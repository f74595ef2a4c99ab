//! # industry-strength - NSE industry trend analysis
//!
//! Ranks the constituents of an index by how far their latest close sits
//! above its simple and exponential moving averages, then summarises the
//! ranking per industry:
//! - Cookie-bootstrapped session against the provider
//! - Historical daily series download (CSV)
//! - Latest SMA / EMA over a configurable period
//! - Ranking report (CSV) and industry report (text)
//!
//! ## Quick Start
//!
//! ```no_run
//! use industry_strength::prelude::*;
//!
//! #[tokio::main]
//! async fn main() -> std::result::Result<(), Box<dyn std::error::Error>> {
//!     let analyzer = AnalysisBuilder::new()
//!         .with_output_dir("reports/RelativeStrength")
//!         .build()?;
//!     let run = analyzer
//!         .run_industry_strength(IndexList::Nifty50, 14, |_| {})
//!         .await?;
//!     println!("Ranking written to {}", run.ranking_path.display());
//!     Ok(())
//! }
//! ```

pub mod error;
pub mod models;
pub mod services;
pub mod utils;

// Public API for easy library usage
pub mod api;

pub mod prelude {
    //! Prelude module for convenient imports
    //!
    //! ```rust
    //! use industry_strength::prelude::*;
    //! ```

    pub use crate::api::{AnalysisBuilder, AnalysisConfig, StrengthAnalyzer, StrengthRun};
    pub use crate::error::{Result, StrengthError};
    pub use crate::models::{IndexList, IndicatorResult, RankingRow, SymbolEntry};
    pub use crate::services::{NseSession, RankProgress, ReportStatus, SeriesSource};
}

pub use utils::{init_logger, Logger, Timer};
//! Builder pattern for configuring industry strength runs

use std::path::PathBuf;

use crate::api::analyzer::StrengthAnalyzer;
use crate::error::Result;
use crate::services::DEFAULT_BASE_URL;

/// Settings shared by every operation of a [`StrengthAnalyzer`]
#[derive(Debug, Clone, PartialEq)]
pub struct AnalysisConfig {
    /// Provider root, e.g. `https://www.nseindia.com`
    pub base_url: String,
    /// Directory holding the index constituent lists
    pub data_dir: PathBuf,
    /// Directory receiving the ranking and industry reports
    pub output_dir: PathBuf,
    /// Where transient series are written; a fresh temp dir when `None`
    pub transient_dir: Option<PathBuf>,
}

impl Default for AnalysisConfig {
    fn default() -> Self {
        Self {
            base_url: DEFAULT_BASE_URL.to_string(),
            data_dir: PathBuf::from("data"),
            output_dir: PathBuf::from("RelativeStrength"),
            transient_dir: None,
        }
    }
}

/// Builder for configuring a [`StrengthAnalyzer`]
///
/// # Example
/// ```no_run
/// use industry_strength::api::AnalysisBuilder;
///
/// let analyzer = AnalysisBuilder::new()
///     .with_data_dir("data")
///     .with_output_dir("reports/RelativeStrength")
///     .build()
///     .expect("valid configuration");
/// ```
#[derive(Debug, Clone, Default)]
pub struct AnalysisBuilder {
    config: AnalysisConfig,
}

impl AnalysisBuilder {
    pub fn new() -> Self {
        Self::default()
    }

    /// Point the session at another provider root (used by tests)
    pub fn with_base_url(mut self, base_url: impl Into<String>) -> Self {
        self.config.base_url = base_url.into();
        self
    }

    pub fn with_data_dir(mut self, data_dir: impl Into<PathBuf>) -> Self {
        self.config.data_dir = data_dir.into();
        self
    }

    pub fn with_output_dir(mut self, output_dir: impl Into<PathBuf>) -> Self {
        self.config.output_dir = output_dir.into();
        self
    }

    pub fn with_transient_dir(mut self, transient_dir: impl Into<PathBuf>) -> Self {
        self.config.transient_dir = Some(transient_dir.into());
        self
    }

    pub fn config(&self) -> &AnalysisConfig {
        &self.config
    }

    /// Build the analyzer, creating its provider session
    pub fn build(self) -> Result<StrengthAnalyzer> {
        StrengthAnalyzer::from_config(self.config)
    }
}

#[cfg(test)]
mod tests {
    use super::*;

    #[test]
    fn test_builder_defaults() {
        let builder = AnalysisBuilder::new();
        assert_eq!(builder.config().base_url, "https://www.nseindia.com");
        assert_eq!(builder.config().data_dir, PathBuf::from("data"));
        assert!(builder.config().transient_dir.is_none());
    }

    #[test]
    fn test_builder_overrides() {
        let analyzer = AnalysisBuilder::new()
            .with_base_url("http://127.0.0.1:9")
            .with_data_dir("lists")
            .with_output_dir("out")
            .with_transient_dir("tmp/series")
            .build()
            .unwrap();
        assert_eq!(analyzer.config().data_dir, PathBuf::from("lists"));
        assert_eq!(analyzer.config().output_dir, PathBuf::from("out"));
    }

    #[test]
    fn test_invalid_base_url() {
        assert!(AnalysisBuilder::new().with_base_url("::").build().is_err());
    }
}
--
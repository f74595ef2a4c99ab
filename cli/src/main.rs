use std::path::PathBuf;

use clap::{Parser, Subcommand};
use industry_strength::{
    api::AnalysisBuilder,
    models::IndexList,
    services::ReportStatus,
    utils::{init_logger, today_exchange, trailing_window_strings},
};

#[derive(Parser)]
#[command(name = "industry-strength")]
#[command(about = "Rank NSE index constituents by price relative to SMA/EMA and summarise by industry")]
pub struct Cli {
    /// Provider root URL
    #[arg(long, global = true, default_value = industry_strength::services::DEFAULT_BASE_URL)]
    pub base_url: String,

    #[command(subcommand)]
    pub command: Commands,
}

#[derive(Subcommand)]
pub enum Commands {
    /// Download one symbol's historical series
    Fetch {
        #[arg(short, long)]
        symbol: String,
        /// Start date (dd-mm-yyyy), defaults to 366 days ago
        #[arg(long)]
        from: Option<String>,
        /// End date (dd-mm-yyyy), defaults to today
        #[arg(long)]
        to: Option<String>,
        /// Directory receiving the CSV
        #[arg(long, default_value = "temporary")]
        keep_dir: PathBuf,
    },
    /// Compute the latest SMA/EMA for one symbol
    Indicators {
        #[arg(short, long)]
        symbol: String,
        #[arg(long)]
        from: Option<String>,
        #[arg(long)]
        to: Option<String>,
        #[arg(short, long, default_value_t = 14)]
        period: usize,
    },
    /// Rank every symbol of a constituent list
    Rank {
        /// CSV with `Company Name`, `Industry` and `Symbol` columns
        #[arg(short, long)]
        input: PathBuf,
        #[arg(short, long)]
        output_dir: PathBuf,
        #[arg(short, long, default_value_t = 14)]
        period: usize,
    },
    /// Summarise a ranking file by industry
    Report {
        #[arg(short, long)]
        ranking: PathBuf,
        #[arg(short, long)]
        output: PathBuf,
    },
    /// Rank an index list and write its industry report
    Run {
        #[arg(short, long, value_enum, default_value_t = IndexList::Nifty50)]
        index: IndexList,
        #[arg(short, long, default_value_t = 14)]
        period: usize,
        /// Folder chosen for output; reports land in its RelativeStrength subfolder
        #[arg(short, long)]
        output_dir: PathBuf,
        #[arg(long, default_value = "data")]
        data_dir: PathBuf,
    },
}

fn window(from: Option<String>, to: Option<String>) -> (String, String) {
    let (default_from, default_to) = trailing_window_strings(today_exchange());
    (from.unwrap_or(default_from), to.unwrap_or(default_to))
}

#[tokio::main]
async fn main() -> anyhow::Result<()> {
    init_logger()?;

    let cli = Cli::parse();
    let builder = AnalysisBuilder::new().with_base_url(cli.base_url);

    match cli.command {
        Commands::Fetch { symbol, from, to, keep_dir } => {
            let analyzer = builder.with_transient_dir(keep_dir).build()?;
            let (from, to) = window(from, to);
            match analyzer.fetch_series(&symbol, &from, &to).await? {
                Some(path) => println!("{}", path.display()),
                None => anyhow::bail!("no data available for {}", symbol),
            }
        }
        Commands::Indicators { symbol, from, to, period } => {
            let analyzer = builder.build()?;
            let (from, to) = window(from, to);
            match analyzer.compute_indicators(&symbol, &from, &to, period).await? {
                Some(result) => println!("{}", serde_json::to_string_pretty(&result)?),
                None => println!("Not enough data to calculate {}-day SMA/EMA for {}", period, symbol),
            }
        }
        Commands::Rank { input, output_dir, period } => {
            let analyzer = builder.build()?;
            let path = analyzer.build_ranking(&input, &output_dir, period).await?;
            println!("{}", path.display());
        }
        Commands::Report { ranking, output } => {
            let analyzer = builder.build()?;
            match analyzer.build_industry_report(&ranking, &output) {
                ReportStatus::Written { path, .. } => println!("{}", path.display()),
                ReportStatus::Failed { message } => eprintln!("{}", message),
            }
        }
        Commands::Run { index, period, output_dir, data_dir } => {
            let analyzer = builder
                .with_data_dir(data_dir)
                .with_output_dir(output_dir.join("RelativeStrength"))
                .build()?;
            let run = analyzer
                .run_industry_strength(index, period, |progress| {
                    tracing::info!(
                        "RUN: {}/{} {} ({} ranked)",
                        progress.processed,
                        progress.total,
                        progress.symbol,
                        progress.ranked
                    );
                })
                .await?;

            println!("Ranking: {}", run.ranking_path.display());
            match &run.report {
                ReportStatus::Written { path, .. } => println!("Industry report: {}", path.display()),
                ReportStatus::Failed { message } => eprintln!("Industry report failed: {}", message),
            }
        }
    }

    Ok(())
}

**TRY IT**
Retype the portion of the data above that starts on the line with "use crate::error::Result;" and finishes on the line with "index constituent lists", including both of those lines.

**EXERCISE ANSWER**
use crate::error::Result;
use crate::services::DEFAULT_BASE_URL;

/// Settings shared by every operation of a [`StrengthAnalyzer`]
#[derive(Debug, Clone, PartialEq)]
pub struct AnalysisConfig {
    /// Provider root, e.g. `https://www.nseindia.com`
    pub base_url: String,
    /// Directory holding the index constituent lists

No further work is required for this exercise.